---------- DATA RECORDS ----------

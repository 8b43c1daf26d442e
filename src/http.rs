//! Transport primitives for outbound API calls.
//!
//! [`HttpTransport`] is the client's only dependency on an HTTP stack. A transport resolves
//! with a [`TransportResponse`] for every status code it receives (success or not) and with a
//! [`RawFailure`] only when no response arrived or the request could not be built. Status
//! interpretation, timeouts, and retries belong to the pipeline.

// crates.io
use futures::{Stream, StreamExt, stream};
#[cfg(feature = "reqwest")] use reqwest::{
	Body, RequestBuilder,
	multipart::{Form, Part},
};
// self
use crate::{_prelude::*, normalize::RawFailure, transfer::MultipartUpload};

/// Boxed stream of response body chunks.
pub type BodyStream = Pin<Box<dyn Stream<Item = Result<Bytes, RawFailure>> + Send>>;

/// Boxed future returned by [`HttpTransport::execute`].
pub type TransportFuture<'a> =
	Pin<Box<dyn Future<Output = Result<TransportResponse, RawFailure>> + 'a + Send>>;

/// Abstraction over HTTP stacks capable of executing one request.
///
/// Implementations must be `Send + Sync + 'static` so a single transport can be shared by every
/// clone of the client, and the returned futures must be `Send` so callers can spawn them.
pub trait HttpTransport
where
	Self: 'static + Send + Sync,
{
	/// Sends `request` and resolves once response headers are available.
	fn execute(&self, request: TransportRequest) -> TransportFuture<'_>;
}

/// HTTP verbs supported by the client.
#[derive(Clone, Copy, Debug, PartialEq, Eq, Hash, Serialize, Deserialize)]
#[serde(rename_all = "UPPERCASE")]
pub enum Method {
	/// `GET`.
	Get,
	/// `POST`.
	Post,
	/// `PUT`.
	Put,
	/// `PATCH`.
	Patch,
	/// `DELETE`.
	Delete,
}
impl Method {
	/// Returns the canonical upper-case verb.
	pub const fn as_str(self) -> &'static str {
		match self {
			Method::Get => "GET",
			Method::Post => "POST",
			Method::Put => "PUT",
			Method::Patch => "PATCH",
			Method::Delete => "DELETE",
		}
	}
}
impl Display for Method {
	fn fmt(&self, f: &mut Formatter) -> FmtResult {
		f.write_str(self.as_str())
	}
}

/// Fully resolved request handed to a transport.
#[derive(Clone, Debug)]
pub struct TransportRequest {
	/// HTTP verb.
	pub method: Method,
	/// Absolute URL including the query string.
	pub url: Url,
	/// Header map with lower-cased names.
	pub headers: BTreeMap<String, String>,
	/// Request payload.
	pub body: TransportBody,
}
impl TransportRequest {
	/// Returns a header value by (case-insensitive) name.
	pub fn header(&self, name: &str) -> Option<&str> {
		self.headers.get(&name.to_ascii_lowercase()).map(String::as_str)
	}
}

/// Payload carried by a [`TransportRequest`].
#[derive(Clone, Debug, Default)]
pub enum TransportBody {
	/// No body.
	#[default]
	Empty,
	/// Fully buffered body; the content type travels in the headers.
	Bytes(Bytes),
	/// Streamed multipart form with a single file part.
	Multipart(MultipartUpload),
}

/// Response headers plus a lazily consumed body.
pub struct TransportResponse {
	/// HTTP status code.
	pub status: u16,
	/// Header map with lower-cased names.
	pub headers: BTreeMap<String, String>,
	/// Body chunks; dropping the stream abandons the body.
	pub body: BodyStream,
}
impl TransportResponse {
	/// Builds a response around an already buffered body.
	pub fn buffered(status: u16, headers: BTreeMap<String, String>, body: impl Into<Bytes>) -> Self {
		let body: Bytes = body.into();

		Self { status, headers, body: Box::pin(stream::iter([Ok(body)])) }
	}

	/// Returns `true` for 2xx statuses.
	pub fn is_success(&self) -> bool {
		(200..300).contains(&self.status)
	}

	/// Returns a header value by (case-insensitive) name.
	pub fn header(&self, name: &str) -> Option<&str> {
		self.headers.get(&name.to_ascii_lowercase()).map(String::as_str)
	}

	/// Declared body length, when the server sent one.
	pub fn content_length(&self) -> Option<u64> {
		self.header("content-length").and_then(|raw| raw.trim().parse().ok())
	}

	/// Drains the body into a single buffer.
	pub async fn bytes(self) -> Result<Bytes, RawFailure> {
		let mut body = self.body;
		let mut buf = Vec::new();

		while let Some(chunk) = body.next().await {
			buf.extend_from_slice(&chunk?);
		}

		Ok(Bytes::from(buf))
	}
}
impl Debug for TransportResponse {
	fn fmt(&self, f: &mut Formatter) -> FmtResult {
		f.debug_struct("TransportResponse")
			.field("status", &self.status)
			.field("headers", &self.headers)
			.finish_non_exhaustive()
	}
}

/// Sends `request` and turns non-2xx statuses into [`RawFailure::Response`].
///
/// No deadline applies; callers wrap it together with the body read in [`with_deadline`].
pub(crate) async fn exchange<T>(
	transport: &T,
	request: TransportRequest,
) -> Result<TransportResponse, RawFailure>
where
	T: ?Sized + HttpTransport,
{
	let response = transport.execute(request).await?;

	if response.is_success() {
		return Ok(response);
	}

	let status = response.status;
	let headers = response.headers.clone();
	let body = response.bytes().await.unwrap_or_default();

	Err(RawFailure::Response { status, headers, body })
}

/// Runs `work` under `timeout`, mapping expiry onto [`RawFailure::Timeout`].
pub(crate) async fn with_deadline<F, R>(timeout: Duration, work: F) -> Result<R, RawFailure>
where
	F: Future<Output = Result<R, RawFailure>>,
{
	match tokio::time::timeout(timeout, work).await {
		Ok(result) => result,
		Err(_) => Err(RawFailure::Timeout { after: timeout }),
	}
}

/// Thin wrapper around [`ReqwestClient`] so shared HTTP behavior lives in one place.
#[cfg(feature = "reqwest")]
#[derive(Clone, Debug, Default)]
pub struct ReqwestTransport(pub ReqwestClient);
#[cfg(feature = "reqwest")]
impl ReqwestTransport {
	/// Wraps an existing reqwest [`ReqwestClient`].
	pub fn with_client(client: ReqwestClient) -> Self {
		Self(client)
	}

	/// Builds a client carrying the optional `User-Agent`.
	pub fn build(user_agent: Option<&str>) -> Result<Self, crate::error::ConfigError> {
		let mut builder = ReqwestClient::builder();

		if let Some(user_agent) = user_agent {
			builder = builder.user_agent(user_agent);
		}

		builder.build().map(Self).map_err(crate::error::ConfigError::http_client_build)
	}

	fn prepare(&self, request: TransportRequest) -> Result<RequestBuilder, RawFailure> {
		let method = match request.method {
			Method::Get => reqwest::Method::GET,
			Method::Post => reqwest::Method::POST,
			Method::Put => reqwest::Method::PUT,
			Method::Patch => reqwest::Method::PATCH,
			Method::Delete => reqwest::Method::DELETE,
		};
		let mut builder = self.0.request(method, request.url);

		for (name, value) in &request.headers {
			builder = builder.header(name.as_str(), value.as_str());
		}

		let builder = match request.body {
			TransportBody::Empty => builder,
			TransportBody::Bytes(bytes) => builder.body(bytes),
			TransportBody::Multipart(upload) => builder.multipart(multipart_form(upload)?),
		};

		Ok(builder)
	}
}
#[cfg(feature = "reqwest")]
impl HttpTransport for ReqwestTransport {
	fn execute(&self, request: TransportRequest) -> TransportFuture<'_> {
		Box::pin(async move {
			let response = self.prepare(request)?.send().await?;
			let status = response.status().as_u16();
			let headers = response
				.headers()
				.iter()
				.filter_map(|(name, value)| {
					value.to_str().ok().map(|value| (name.as_str().to_owned(), value.to_owned()))
				})
				.collect();
			let body = response.bytes_stream().map(|chunk| chunk.map_err(RawFailure::from));

			Ok(TransportResponse { status, headers, body: Box::pin(body) })
		})
	}
}

#[cfg(feature = "reqwest")]
fn multipart_form(upload: MultipartUpload) -> Result<Form, RawFailure> {
	let length = upload.file.len();
	let file_name = upload.file.file_name.clone();
	let content_type = upload.file.content_type.clone();
	let field_name = upload.field_name.clone();
	let fields = upload.fields.clone();
	let chunks = stream::iter(upload.chunks().map(Ok::<_, std::io::Error>));
	let part = Part::stream_with_length(Body::wrap_stream(chunks), length)
		.file_name(file_name)
		.mime_str(&content_type)
		.map_err(|e| RawFailure::Build {
			message: format!("Upload content type `{content_type}` is invalid."),
			source: Some(Arc::new(e)),
		})?;
	let mut form = Form::new();

	for (name, value) in fields {
		form = form.text(name, value);
	}

	Ok(form.part(field_name, part))
}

----------

-- ASSIGNMENT --
Look above for the line holding "pub struct TransportResponse" and the line holding "let body: Bytes = body.into();", then output exactly those two lines and every line between them, nothing more.

-- PROBLEM SOLUTION --
pub struct TransportResponse {
	/// HTTP status code.
	pub status: u16,
	/// Header map with lower-cased names.
	pub headers: BTreeMap<String, String>,
	/// Body chunks; dropping the stream abandons the body.
	pub body: BodyStream,
}
impl TransportResponse {
	/// Builds a response around an already buffered body.
	pub fn buffered(status: u16, headers: BTreeMap<String, String>, body: impl Into<Bytes>) -> Self {
		let body: Bytes = body.into();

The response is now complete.